中学校の卒業式の日。そのころおれはもうりなちゃんに告白することも諦めていた。なぜなら中学になればりなちゃんはますますモテていておれはますます引っ込み思案になったからだ。小学生の頃のようにちょっかいをかけにいくような感じではなくなっているし、りなちゃんはどうもスポーツのできるやつが好きなようで野球部やサッカー部とばかり話をしている印象だった。当のおれは一応バスケ部に所属していたが足手まといの珠拾いだった。

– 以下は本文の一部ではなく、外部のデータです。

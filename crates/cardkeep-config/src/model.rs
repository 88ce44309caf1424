// SPDX-FileCopyrightText: 2026 Cardkeep Contributors
// SPDX-License-Identifier: MIT OR Apache-2.0

//! Configuration model structs.
//!
//! All structs use `#[serde(deny_unknown_fields)]` so a misspelled key is
//! reported at startup instead of silently falling back to a default.

use std::time::Duration;

use serde::{Deserialize, Serialize};

/// Top-level cardkeep configuration. Every section is optional.
#[derive(Debug, Clone, Default, Deserialize, Serialize)]
#[serde(deny_unknown_fields)]
pub struct CardkeepConfig {
    /// Argon2id password hashing cost.
    #[serde(default)]
    pub hashing: HashingConfig,

    /// PBKDF2 key derivation cost.
    #[serde(default)]
    pub key_derivation: KeyDerivationConfig,

    /// In-memory key cache behavior.
    #[serde(default)]
    pub key_cache: KeyCacheConfig,

    /// Registration-time password rules.
    #[serde(default)]
    pub password_policy: PasswordPolicyConfig,

    /// Log output.
    #[serde(default)]
    pub logging: LoggingConfig,
}

impl CardkeepConfig {
    /// Render the effective configuration as TOML.
    pub fn to_toml_string(&self) -> Result<String, toml::ser::Error> {
        toml::to_string_pretty(self)
    }
}

/// Argon2id cost parameters for newly hashed passwords.
///
/// Existing hashes keep the parameters embedded in their encoded string, so
/// raising these never invalidates stored credentials.
#[derive(Debug, Clone, Deserialize, Serialize)]
#[serde(deny_unknown_fields)]
pub struct HashingConfig {
    /// Memory cost in KiB (default: 65536 = 64 MiB).
    #[serde(default = "default_memory_cost")]
    pub memory_cost: u32,

    /// Pass count (default: 4).
    #[serde(default = "default_hash_iterations")]
    pub iterations: u32,

    /// Lanes (default: available CPU cores).
    #[serde(default = "default_parallelism")]
    pub parallelism: u32,
}

impl Default for HashingConfig {
    fn default() -> Self {
        Self {
            memory_cost: default_memory_cost(),
            iterations: default_hash_iterations(),
            parallelism: default_parallelism(),
        }
    }
}

fn default_memory_cost() -> u32 {
    64 * 1024
}

fn default_hash_iterations() -> u32 {
    4
}

fn default_parallelism() -> u32 {
    std::thread::available_parallelism()
        .map(|n| u32::try_from(n.get()).unwrap_or(1).min(255))
        .unwrap_or(1)
}

/// PBKDF2-HMAC-SHA256 settings used to derive the per-user field key.
#[derive(Debug, Clone, Deserialize, Serialize)]
#[serde(deny_unknown_fields)]
pub struct KeyDerivationConfig {
    #[serde(default = "default_kdf_iterations")]
    pub iterations: u32,
}

impl Default for KeyDerivationConfig {
    fn default() -> Self {
        Self {
            iterations: default_kdf_iterations(),
        }
    }
}

fn default_kdf_iterations() -> u32 {
    100_000
}

/// Key cache settings.
#[derive(Debug, Clone, Deserialize, Serialize)]
#[serde(deny_unknown_fields)]
pub struct KeyCacheConfig {
    /// Idle time after which an unlocked session locks itself (default: 30 min).
    #[serde(default = "default_ttl_secs")]
    pub ttl_secs: u64,

    /// Interval of the background sweep of expired keys. 0 disables it.
    #[serde(default = "default_sweep_interval_secs")]
    pub sweep_interval_secs: u64,
}

impl KeyCacheConfig {
    pub fn ttl(&self) -> Duration {
        Duration::from_secs(self.ttl_secs)
    }

    /// `None` when the sweep is disabled.
    pub fn sweep_interval(&self) -> Option<Duration> {
        (self.sweep_interval_secs > 0).then(|| Duration::from_secs(self.sweep_interval_secs))
    }
}

impl Default for KeyCacheConfig {
    fn default() -> Self {
        Self {
            ttl_secs: default_ttl_secs(),
            sweep_interval_secs: default_sweep_interval_secs(),
        }
    }
}

fn default_ttl_secs() -> u64 {
    30 * 60
}

fn default_sweep_interval_secs() -> u64 {
    60
}

/// Password complexity rules enforced when a user registers.
#[derive(Debug, Clone, Deserialize, Serialize)]
#[serde(deny_unknown_fields)]
pub struct PasswordPolicyConfig {
    #[serde(default = "default_min_length")]
    pub min_length: usize,

    #[serde(default = "default_true")]
    pub require_uppercase: bool,

    #[serde(default = "default_true")]
    pub require_lowercase: bool,

    #[serde(default = "default_true")]
    pub require_digit: bool,

    /// Require at least one non-alphanumeric character.
    #[serde(default = "default_true")]
    pub require_special: bool,
}

impl Default for PasswordPolicyConfig {
    fn default() -> Self {
        Self {
            min_length: default_min_length(),
            require_uppercase: true,
            require_lowercase: true,
            require_digit: true,
            require_special: true,
        }
    }
}

fn default_min_length() -> usize {
    8
}

fn default_true() -> bool {
    true
}

/// Logging configuration.
#[derive(Debug, Clone, Deserialize, Serialize)]
#[serde(deny_unknown_fields)]
pub struct LoggingConfig {
    /// Logging level (trace, debug, info, warn, error).
    #[serde(default = "default_log_level")]
    pub level: String,
}

impl Default for LoggingConfig {
    fn default() -> Self {
        Self {
            level: default_log_level(),
        }
    }
}

fn default_log_level() -> String {
    "info".to_string()
}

卒業式が終わり、特に誰とも思い出を話すこともなく、式が終わればすぐに家に帰った。
家についても他のみんなはまだ最後の思い出をつくりにゲーセンに行ってプリクラでも撮りにいってるんだろうと想像がつくと吐き気がした。
嫌気がさしたおれはなんとなく家を出た。結局家を出て、卒業プレゼントでおばあちゃんに買ってもらった携帯音楽プレーヤーを耳にし、しばらく好きな音楽を聴きながら散歩した。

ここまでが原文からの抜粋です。